ノルド岬(ノルウェー)— カメヨー・フィヨルダ ウェブカメラ オンライン
ノルド岬 — ヨーロッパの果て、大海原の崖
ノルウェー最北端、岩とバレンツ海が出会う場所に、世界で最も有名な岬の一つノルド岬があります。このウェブカメラでリアルタイムに映し出されているのは、その有名な台地から東へ数キロの場所に位置する美しいカメヨー・フィヨルダです。この岬は海抜307mにそびえ立ち、長年ヨーロッパ最北端の地点と考えられてきました。しかし地理学上の正確な最北端は、ノルド岬観光地から1430m北に位置するキニヴシェルッデン岬です。この岬がそびえる島はマゲリェ島、ノルウェー語で「痩せた島」という意味になります。その名の通り、やせた土壌と森林の欠如が、厳しくも雄大な景観を作り出しています。
カメヨー・フィヨルダとカメヨーヴァ村
ノルド岬から約10km東、同名のフィヨルダに沿った海岸に、小さな漁村カメヨーヴァ があります。ここの暮らしは海と季節に支配されています。村の見どころは、ノルウェーの画家ハーコン・ダレンが創設した「白いシャツ ギャラリー」。その名前は、地元の漁師たちの古い習わしに由来します。日曜日には、重労働からちょっと離れるために白いシャツを着たとのこと。現在では絵画、写真、インスタレーションを通じて、この地域の歴史と文化を伝えています。

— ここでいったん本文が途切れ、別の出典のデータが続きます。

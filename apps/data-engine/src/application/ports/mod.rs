//! Port Interfaces
//!
//! Defines the interfaces (ports) for external systems following
//! the Hexagonal Architecture pattern. These are the contracts that
//! infrastructure adapters must implement.
//!
//! ## Driven Ports (Outbound)
//!
//! - `MarketDataSource`: Upstream venue producing observations for a symbol
//! - `ObservationStore`: Durable, idempotent persistence of observations
//! - `ObservationPublisher`: Best-effort republishing onto the message bus

mod publisher_port;
mod source_port;
mod store_port;

#[cfg(test)]
pub use publisher_port::MockObservationPublisher;
pub use publisher_port::{BusError, NoOpPublisher, ObservationPublisher};
pub use source_port::{MarketDataSource, SharedSource, SourceError};
#[cfg(test)]
pub use store_port::MockObservationStore;
pub use store_port::{ObservationStore, StorageError};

カメヨー・フィヨルダは単に美しい湾というだけでなく、ノルウェー赤い本フィヨルダ に登録されており、水面下に独自の冷水コサンゴ礁を擁しています。これらの礁は多くの海洋生物の住処であり、北極海の重要な生態系を形成しています。
白夜太陽とオーロラ
北緯71度10分21秒 の地では、自然が自らのルールを敷きます。5月14日から7月31日まで、太陽は地平線に沈みません。約70日間続く白夜太陽の下、真夜中でも大地を照らし続けます。この時期、カメヨー・フィヨルダとマゲリェ島の岩場は黄金色に輝き、世界中から旅行者が日没と日の出が同時に楽しめる瞬間を目撃するために訪れます。
さらに9月から4月期には、オーロラが見られます。観測に最適な時間は夜間9時から翌朝2時で、特に太陽活動が活発になりやすい春分・秋分の日です。緑、紫、ピンク色の光が空に踊り、フィヨルダの暗い水面に反射します。
ノルド岬の歴史:戦争と破壊
この地の厳美な景観の裏には、悲しい歴史が潜んでいます。1943年12月26日、ノルド岬沖でノルド岬沖海戦が勃発しました。イギリスの戦艦デューク・オブ・ヨークがドイツ戦艦シャルンホルストを撃沈しました。乗組員1968名のうち生還したのはわずか36名、第二次世界大戦中で最も悲惨な海上事故の一つとなりました。
翌年1944年、撤退するドイツ軍はマゲリェ島で焦土作戦を敢行しました。「北光作戦」により、ホニングスバーグを含む島内のほぼすべての集落が破壊されました。現在、ホニングスバーグにはコミッサル解放記念碑が建っており、フィンマルクを解放したソ連軍のみならず、戦後に荒廃した地を再建した女性たちと子供たちに捧げられています。
海鳥の営巣地とフィヨルダの自然
カメヨー・フィヨルダと周辺の島々は、まさに鳥の楽園です。フレスョー島の岩場には、フィンマルク地方で最大級の一つとなる海鳥の営巣地があります。鮮やかな嘴を持つパフィン、キツツキ、ウスウミツバメ、ホオジロガラス、ウミスズメなどが営巣します。春から夏にかけて、数千羽の鳴き声で岩場が震う、北極圏で最も圧倒的な自然の光景を見せます。
フィヨルダの中ではアザラシやイルカに会え、運が良ければクジラにも遭遇します。冷たい水域には魚が豊富に棲み、それが海鳥もカメヨーヴァの漁師も引き寄せています。
カメラで見えるもの
このライブカメラはカメヨー・フィヨルダの景観をお届けします。穏やかな湖面には岩場の海岸と緑の斜面が映ります。季節や時間帯によって、真夜中にフィヨルダを照らす白夜太陽、あるいは夜空に広がるオーロラ景観をお楽しみいただけます。カメラはライブ放送で、今この瞬間のノルド岬の天気が確認できます。天候は非常に変化しやすく、夏でも気温はまれにしか10度を超えず、霧や雨がよく発生します。冬でも、北大西洋暖流の影響により同じ緯度の他の地域より寒さは穏やかです。オンラインで放送を視聴し、ヨーロッパの果てへのバーチャルな旅に出かけましょう。